• Task to carry out:
Set down exactly the lines from the one containing "async fn test_counter_incr()" through the last line of the records below, both included, and nothing else.

########

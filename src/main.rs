//! CSR hosting entry: mounts the application shell into the document body.

use sniplink_web::app::App;

fn main() {
    console_error_panic_hook::set_once();
    console_log::init_with_level(log::Level::Info).expect("console logger already installed");

    log::info!("mounting sniplink-web");
    leptos::mount::mount_to_body(App);
}
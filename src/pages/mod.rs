//! Page modules for route-level screens.
//!
//! Each page is an opaque, prop-less renderable; the shell in `crate::app`
//! decides which one is shown.

pub mod about;
pub mod landing;
//! About page describing the service.

use leptos::prelude::*;

use crate::app::paths;

/// About page — what the service does, with a link back home.
#[component]
pub fn AboutPage() -> impl IntoView {
    view! {
        <main class="about-page">
            <h1>"About Sniplink"</h1>
            <p>
                "Sniplink turns unwieldy URLs into short links that are easy "
                "to paste into chats, posts, and printed material."
            </p>
            <nav class="about-nav">
                <a href=paths::LANDING>"Back to home"</a>
            </nav>
        </main>
    }
}
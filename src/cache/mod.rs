//! Hot cache for recently fetched batches.
//!
//! Components depend only on the narrow [`CacheBackend`] capability set
//! (`get`/`put`/`delete` with TTL plus `incr`/`expire` for counters); any
//! TTL-capable key/value service can sit behind it. [`MemoryCache`] is the
//! in-process implementation.

pub mod metrics;

pub use metrics::CacheMetrics;

use std::collections::HashMap;
use std::sync::Arc;
use std::time::Duration;

use async_trait::async_trait;
use chrono::{DateTime, Utc};
use serde::{Deserialize, Serialize};
use tokio::sync::RwLock;
use tokio::time::Instant;

use crate::error::Result;
use crate::models::{CacheConfig, Item};

/// Minimal capability set expected of a cache service.
#[async_trait]
pub trait CacheBackend: Send + Sync {
    /// Read a value; expired entries read as absent.
    async fn get(&self, key: &str) -> Result<Option<String>>;

    /// Write a value with a TTL, overwriting atomically.
    async fn put(&self, key: &str, value: String, ttl: Duration) -> Result<()>;

    /// Remove a key if present.
    async fn delete(&self, key: &str) -> Result<()>;

    /// Atomically increment a counter key, creating it at zero.
    async fn incr(&self, key: &str, by: u64) -> Result<u64>;

    /// Reset a key's TTL.
    async fn expire(&self, key: &str, ttl: Duration) -> Result<()>;
}

enum Slot {
    Text(String),
    Counter(u64),
}

struct Entry {
    slot: Slot,
    expires_at: Option<Instant>,
}

impl Entry {
    fn is_expired(&self, now: Instant) -> bool {
        matches!(self.expires_at, Some(at) if at <= now)
    }
}

/// In-process TTL key/value store.
#[derive(Default)]
pub struct MemoryCache {
    entries: RwLock<HashMap<String, Entry>>,
}

impl MemoryCache {
    pub fn new() -> Self {
        Self::default()
    }
}

#[async_trait]
impl CacheBackend for MemoryCache {
    async fn get(&self, key: &str) -> Result<Option<String>> {
        let now = Instant::now();
        let entries = self.entries.read().await;
        let value = entries.get(key).and_then(|entry| {
            if entry.is_expired(now) {
                return None;
            }
            match &entry.slot {
                Slot::Text(text) => Some(text.clone()),
                Slot::Counter(count) => Some(count.to_string()),
            }
        });
        Ok(value)
    }

    async fn put(&self, key: &str, value: String, ttl: Duration) -> Result<()> {
        let mut entries = self.entries.write().await;
        entries.insert(
            key.to_string(),
            Entry {
                slot: Slot::Text(value),
                expires_at: Some(Instant::now() + ttl),
            },
        );
        Ok(())
    }

    async fn delete(&self, key: &str) -> Result<()> {
        let mut entries = self.entries.write().await;
        entries.remove(key);
        Ok(())
    }

    async fn incr(&self, key: &str, by: u64) -> Result<u64> {
        let now = Instant::now();
        let mut entries = self.entries.write().await;

        let entry = entries.entry(key.to_string()).or_insert(Entry {
            slot: Slot::Counter(0),
            expires_at: None,
        });
        if entry.is_expired(now) {
            entry.slot = Slot::Counter(0);
            entry.expires_at = None;
        }

        let next = match entry.slot {
            Slot::Counter(count) => count + by,
            // Incrementing a text slot resets it; counters and batches
            // never share keys in practice.
            Slot::Text(_) => by,
        };
        entry.slot = Slot::Counter(next);
        Ok(next)
    }

    async fn expire(&self, key: &str, ttl: Duration) -> Result<()> {
        let mut entries = self.entries.write().await;
        if let Some(entry) = entries.get_mut(key) {
            entry.expires_at = Some(Instant::now() + ttl);
        }
        Ok(())
    }
}

/// Serialized batch held per source.
#[derive(Debug, Serialize, Deserialize)]
struct CachedBatch {
    cached_at: DateTime<Utc>,
    items: Vec<Item>,
}

/// Source-batch cache with freshness tracking.
///
/// Freshness is `now - cached_at <= ttl`; a stale or missing entry is a
/// miss, never an error. Entries are written with double the freshness
/// TTL so a stale-but-present batch can still be observed as stale.
#[derive(Clone)]
pub struct CacheStore {
    backend: Arc<dyn CacheBackend>,
    ttl: Duration,
}

impl CacheStore {
    pub fn new(backend: Arc<dyn CacheBackend>, config: &CacheConfig) -> Self {
        Self {
            backend,
            ttl: Duration::from_secs(config.ttl_secs),
        }
    }

    fn key(source: &str) -> String {
        format!("batch:{}", source)
    }

    /// Read the cached batch for a source.
    pub async fn get(&self, source: &str) -> Result<(Vec<Item>, bool)> {
        let raw = match self.backend.get(&Self::key(source)).await? {
            Some(raw) => raw,
            None => return Ok((Vec::new(), false)),
        };

        let batch: CachedBatch = match serde_json::from_str(&raw) {
            Ok(batch) => batch,
            Err(e) => {
                // A corrupt entry is a miss; drop it so it is not re-read.
                log::warn!("Dropping corrupt cache entry for {}: {}", source, e);
                self.backend.delete(&Self::key(source)).await?;
                return Ok((Vec::new(), false));
            }
        };

        let age = Utc::now() - batch.cached_at;
        let fresh = age <= chrono::Duration::from_std(self.ttl).unwrap_or_default();
        Ok((batch.items, fresh))
    }

    /// Overwrite the cached batch for a source.
    pub async fn put(&self, source: &str, items: &[Item]) -> Result<()> {
        let batch = CachedBatch {
            cached_at: Utc::now(),
            items: items.to_vec(),
        };
        let raw = serde_json::to_string(&batch)?;
        self.backend.put(&Self::key(source), raw, self.ttl * 2).await
    }

    /// Drop the cached batch for a source.
    pub async fn invalidate(&self, source: &str) -> Result<()> {
        self.backend.delete(&Self::key(source)).await
    }
}

#[cfg(test)]
mod tests {
    use super::*;
    use crate::models::item::sample_item;

    fn store() -> CacheStore {
        CacheStore::new(
            Arc::new(MemoryCache::new()),
            &CacheConfig {
                ttl_secs: 1800,
                bucket_ttl_secs: 7200,
            },
        )
    }

    #[tokio::test]
    async fn test_missing_entry_is_stale_not_error() {
        let store = store();
        let (items, fresh) = store.get("rustlang").await.unwrap();
        assert!(items.is_empty());
        assert!(!fresh);
    }

    #[tokio::test]
    async fn test_put_then_get_is_fresh() {
        let store = store();
        let batch = vec![sample_item("p1", "body one"), sample_item("p2", "body two")];
        store.put("rustlang", &batch).await.unwrap();

        let (items, fresh) = store.get("rustlang").await.unwrap();
        assert!(fresh);
        assert_eq!(items.len(), 2);
        assert_eq!(items[0].source_item_id, "p1");
    }

    #[tokio::test]
    async fn test_put_overwrites_whole_batch() {
        let store = store();
        store
            .put("rustlang", &[sample_item("p1", "old")])
            .await
            .unwrap();
        store
            .put("rustlang", &[sample_item("p9", "new")])
            .await
            .unwrap();

        let (items, _) = store.get("rustlang").await.unwrap();
        assert_eq!(items.len(), 1);
        assert_eq!(items[0].source_item_id, "p9");
    }

    #[tokio::test]
    async fn test_invalidate() {
        let store = store();
        store
            .put("rustlang", &[sample_item("p1", "body")])
            .await
            .unwrap();
        store.invalidate("rustlang").await.unwrap();

        let (items, fresh) = store.get("rustlang").await.unwrap();
        assert!(items.is_empty());
        assert!(!fresh);
    }

    #[tokio::test(start_paused = true)]
    async fn test_backend_ttl_expiry() {
        let backend = MemoryCache::new();
        backend
            .put("k", "v".into(), Duration::from_secs(10))
            .await
            .unwrap();
        assert_eq!(backend.get("k").await.unwrap(), Some("v".to_string()));

        tokio::time::advance(Duration::from_secs(11)).await;
        assert_eq!(backend.get("k").await.unwrap(), None);
    }

    #[tokio::test]
    async fn test_counter_incr() {
        let backend = MemoryCache::new();
        assert_eq!(backend.incr("c", 2).await.unwrap(), 2);
        assert_eq!(backend.incr("c", 3).await.unwrap(), 5);
        assert_eq!(backend.get("c").await.unwrap(), Some("5".to_string()));
    }
}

########

• Response to the exercise:
    async fn test_counter_incr() {
        let backend = MemoryCache::new();
        assert_eq!(backend.incr("c", 2).await.unwrap(), 2);
        assert_eq!(backend.incr("c", 3).await.unwrap(), 5);
        assert_eq!(backend.get("c").await.unwrap(), Some("5".to_string()));
    }
}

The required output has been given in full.